Abstract
Purpose :
Persistent activity in the nervous system supports tasks that range from working memory to the encoding of eye position. Within the retina, it is a prominent feature of intrinsically photosensitive retinal ganglion cells (ipRGCs), which are vital for processes that include the regulation of circadian rhythms and sleep. IpRGCs respond directly to light using a receptor called melanopsin. Melanopsin’s active state is stable and drives phototransduction for minutes even after illumination ceases. Thus, successive periods of illumination can increment the number of activated melanopsin molecules and the rate of persistent spike firing. Because small currents have large impacts on ipRGCs, the existence of graded persistent firing suggests a mechanism of precise control. We tested the hypothesis that persistent activity is controlled by negative feedback in melanopsin phototransduction.
Methods :
We focused on ipRGCs of the M1 type, which are principal regulators of the master circadian clock and exhibit large, melanopsin-driven responses that are amenable to quantitative analysis.

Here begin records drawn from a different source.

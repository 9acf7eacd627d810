//! 可观测性：tracing-subscriber 初始化
//!
//! 默认级别 info，可用 RUST_LOG 覆盖。TUI 模式下日志写入文件，避免破坏全屏界面。

use std::fs::OpenOptions;
use std::path::Path;
use std::sync::Mutex;

use tracing_subscriber::{fmt, prelude::*, EnvFilter};

fn filter() -> EnvFilter {
    EnvFilter::try_from_default_env().unwrap_or_else(|_| EnvFilter::new("info"))
}

/// 日志输出到 stderr（一次性 `-p` 模式与 `--list-actions`）
pub fn init() {
    let _ = tracing_subscriber::registry()
        .with(filter())
        .with(fmt::layer().with_writer(std::io::stderr))
        .try_init();
}

/// 日志追加到文件（TUI 模式）
pub fn init_file(path: &Path) -> std::io::Result<()> {
    let file = OpenOptions::new().create(true).append(true).open(path)?;
    let _ = tracing_subscriber::registry()
        .with(filter())
        .with(fmt::layer().with_ansi(false).with_writer(Mutex::new(file)))
        .try_init();
    Ok(())
}
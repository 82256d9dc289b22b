//! CSV exchange for match records.

use anyhow::{Context, Result};
use chrono::{DateTime, Utc};
use serde::{Deserialize, Serialize};
use std::collections::HashMap;
use std::io::{Read, Write};
use tcgtracker_core::{DeckId, MatchRecord, NewMatch};

#[derive(Debug, Clone, PartialEq, Serialize, Deserialize)]
pub struct CsvMatch {
    pub played_at: DateTime<Utc>,
    pub deck: String,
    pub opponent_deck: String,
    pub result: String,
    #[serde(default)]
    pub went_first: Option<String>,
    #[serde(default)]
    pub turns: Option<u8>,
    #[serde(default)]
    pub win_condition: Option<String>,
    #[serde(default)]
    pub notable_cards: Option<String>,
    #[serde(default)]
    pub notes: Option<String>,
}

impl CsvMatch {
    pub fn from_record(m: &MatchRecord, deck_name: &str) -> Self {
        Self {
            played_at: m.played_at,
            deck: deck_name.to_string(),
            opponent_deck: m.opponent_deck.clone(),
            result: m.result.as_str().to_string(),
            went_first: m.went_first.map(|t| t.as_str().to_string()),
            turns: m.turns,
            win_condition: m.win_condition.map(|c| c.as_str().to_string()),
            notable_cards: m.notable_cards.clone(),
            notes: m.notes.clone(),
        }
    }

    pub fn into_new_match(self, deck_id: DeckId) -> NewMatch {
        NewMatch {
            deck_id,
            opponent_deck: self.opponent_deck,
            result: self.result,
            played_at: Some(self.played_at),
            went_first: self.went_first,
            turns: self.turns,
            win_condition: self.win_condition,
            notable_cards: self.notable_cards,
            notes: self.notes,
        }
    }
}

pub fn write_matches<W: Write>(out: W, matches: &[MatchRecord], deck_names: &HashMap<DeckId, String>) -> Result<()> {
    let mut wtr = csv::Writer::from_writer(out);
    for m in matches {
        let name = deck_names
            .get(&m.deck_id)
            .cloned()
            .unwrap_or_else(|| m.deck_id.to_string());
        wtr.serialize(CsvMatch::from_record(m, &name))?;
    }
    wtr.flush()?;
    Ok(())
}

pub fn read_matches<R: Read>(input: R) -> Result<Vec<CsvMatch>> {
    let mut rdr = csv::Reader::from_reader(input);
    let mut rows = Vec::new();
    for (i, row) in rdr.deserialize().enumerate() {
        // Header is line 1.
        let row: CsvMatch = row.with_context(|| format!("bad CSV row at line {}", i + 2))?;
        rows.push(row);
    }
    Ok(rows)
}

#[cfg(test)]
mod tests {
    use super::*;
    use tcgtracker_core::{MatchResult, TurnOrder, WinCondition};
    use uuid::Uuid;

    #[test]
    fn writes_header_and_reads_back() {
        let deck = Uuid::new_v4();
        let mut m = MatchRecord::new(deck, "Water Deck", MatchResult::Win);
        m.went_first = Some(TurnOrder::You);
        m.turns = Some(7);
        m.win_condition = Some(WinCondition::PrizeCards);
        m.notes = Some("close, game".into());
        let names = HashMap::from([(deck, "Fire Deck".to_string())]);

        let mut buf = Vec::new();
        write_matches(&mut buf, &[m.clone()], &names).unwrap();
        let text = String::from_utf8(buf.clone()).unwrap();
        assert!(text.starts_with(
            "played_at,deck,opponent_deck,result,went_first,turns,win_condition,notable_cards,notes"
        ));

        let rows = read_matches(buf.as_slice()).unwrap();
        assert_eq!(rows, vec![CsvMatch::from_record(&m, "Fire Deck")]);
        assert_eq!(rows[0].notes.as_deref(), Some("close, game"));
        assert_eq!(rows[0].notable_cards, None);
    }

    #[test]
    fn reports_line_of_bad_row() {
        let input = "played_at,deck,opponent_deck,result,went_first,turns,win_condition,notable_cards,notes\n\
                     yesterday,Fire Deck,Water Deck,win,,,,,\n";
        let err = read_matches(input.as_bytes()).unwrap_err();
        assert!(err.to_string().contains("line 2"), "{err}");
    }
}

We identified these neurons in the ex vivo mouse retina using a fluorescent reporter and isolated their intrinsic responses with antagonists of synaptic transmission. We made patch-clamp electrophysiological recordings in voltage clamp and current clamp to examine the melanopsin-driven photocurrent and voltage change, respectively. We delivered optical stimuli to probe persistent responses and negative feedback. We altered negative feedback by manipulating Ca2+, one of its mediators.
Results :
We found that persistent photocurrent drove negative feedback, which was evident in response desensitization. When we suppressed the persistent photocurrent, by delivering light that depopulates melanopsin’s active state, sensitivity increased for a subset of M1 ipRGCs. Acute removal of extracellular Ca2+, which reduces negative feedback, increased the persistent photocurrent in a reversible manner.
Conclusions :
Collectively, our experiments indicate that persistent activity in M1 ipRGC phototransduction recruits and is subject to negative feedback. The latter is mediated in part by Ca2+ influx. The balance of persistent activation and negative feedback varies across cells. In some cells, delivering light to suppress persistent activation produces a net increase in sensitivity, despite negative feedback produced by the light itself.
This abstract was presented at the 2022 ARVO Annual Meeting, held in Denver, CO, May 1-4, 2022, and virtually.